City with dazzling lights and helpless faces of bikers!
It was evening. I was walking to workplace on Kazi Nazrul Islam Avenue. As I crossed the road at Banglamotor intersection, a young man sitting on a motorcycle called out, 'Brother, will you go?'
Unprepared and slightly annoyed, I replied, 'Did I ask you?'
The young man remained unresponsive, looking away with a sullen face. I stopped a little forward thinking that I think I gave him a lot of trouble. I thought, I should have said it like this. Returning to regret, I asked, 'Sorry', 'maybe you are not getting passengers for a long time?'
With great difficulty, the bike driver said that he had been standing for about one and a half hours, and could not find anyone to take him. After a long wait, if someone wants to go, there is a competition among the bikers standing with him. The passenger also takes that opportunity. Someone agrees to go for a lower fare, so the bikers ask the pedestrian if they see someone walking. The driver said that he could not get a job after passing his Master's degree from the National University, so he was forced to ride a bike. He said, 'It is not that there is no shame in calling someone like this, but nothing is greater than hunger and survival.'
I see bikers standing for a long time with dirty faces like this every day while coming to workplace. In other words, they are seen sitting unemployed like this all over the city of Dhaka. Recent data from various research institutes including Bangladesh University of Engineering and Technology (BUET) says that there are more than 10 lakh motorbikes in the capital city of Dhaka. It can be assumed that a large part of them are connected to various ride sharing apps and hit the road to transport passengers on hire. Even after connecting to the ride sharing app, most of the bikers now agree to go to the desired destination by negotiating with interested passengers on the way.
According to 2022 statistics, there are currently over 32 lakh registered motorcycles in the country. Even at different district and upazila levels of the country, the practice of passenger transportation on motorbikes has started long ago. While visiting the Sundarbans in 2010, I saw two or three people riding on a bike in Mongla. After reviewing, it has been found that a large part of the educated youth of the country, not getting the desired job or waiting to apply for a job, have started to transport passengers on this motorcycle for the need of livelihood. But when one of the people of this nation is seen doing something or gets news of any possibility, everyone gets excited about it. In this traditional custom, many more bikers than necessary have come to transport passengers. So even if you go down the road hoping for a living, you are not seeing any passengers, you are also failing to earn the desired income. A large part of the young manpower thus sinks into despair and often meets with road accidents. Sometimes they get involved in various social crimes.

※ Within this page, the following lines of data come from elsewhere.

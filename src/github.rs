pub mod issues;
pub mod search;

/// A GitHub repository identified by its owner and name.
#[derive(Debug, Clone, PartialEq, Eq)]
pub struct Repository {
    pub owner: String,
    pub name: String,
}

impl Repository {
    pub fn new(owner: impl Into<String>, name: impl Into<String>) -> Self {
        Repository {
            owner: owner.into(),
            name: name.into(),
        }
    }

    /// Returns the `owner/name` form used in search qualifiers and metric labels.
    pub fn full_name(&self) -> String {
        format!("{}/{}", self.owner, self.name)
    }
}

Many policymakers do not want to take into account the impact on public life of the extreme rise in commodity prices. Many of them can be heard saying in the face of journalists, 'There is no shortage of goods in the market' or 'People's purchasing power has now increased' etc. But how difficult it is for that class to survive in the society who have acquired a kind of self-esteem by getting education, who are unable to express their helplessness even in extreme poverty, can be easily understood by looking at the face of the bike driver standing for the passenger for a long time. Nowadays, it is not difficult to imagine the anger and heat within the society due to the welfare of social media. We notice that the rising rich are living a classless and glittering life, and on the other hand, in extreme despair, the sadness of not being able to gather enough food for hunger at the end of the day or the manager's anger at not being able to pay a small amount of money for the mess at the end of the month.
We see many more young people in different professions who are not able to make a living by transporting passengers on bikes, whose situation is even worse. A few days ago, I saw the news in mainstream newspapers about the incident that went viral on social media - after buying big fish in Kaowran Bazaar, the fish intestines, fins and other discarded parts are also being sold for free. A class of people is buying it while covering their faces. According to published news, they are neither beggars nor scoundrels. Those who are buying the share of those discarded fish parts are educated unemployed people who are in dire straits. They cannot afford to buy fish at Tk. 700-Tk. 800 per kg.
At present, the so-called 'development-progress' cannot be simplified by seeing the country's unstructured structure and the huge prestige of some people. We can unequivocally say that this development has not eliminated overall socio-economic inequality. Just as this bright city is nothing but a disappointment to the educated young man standing for an hour and a half at Banglamotor junction, similarly to the farmer in a remote village who does not get a fair price for his crops, the gray life is all bleak.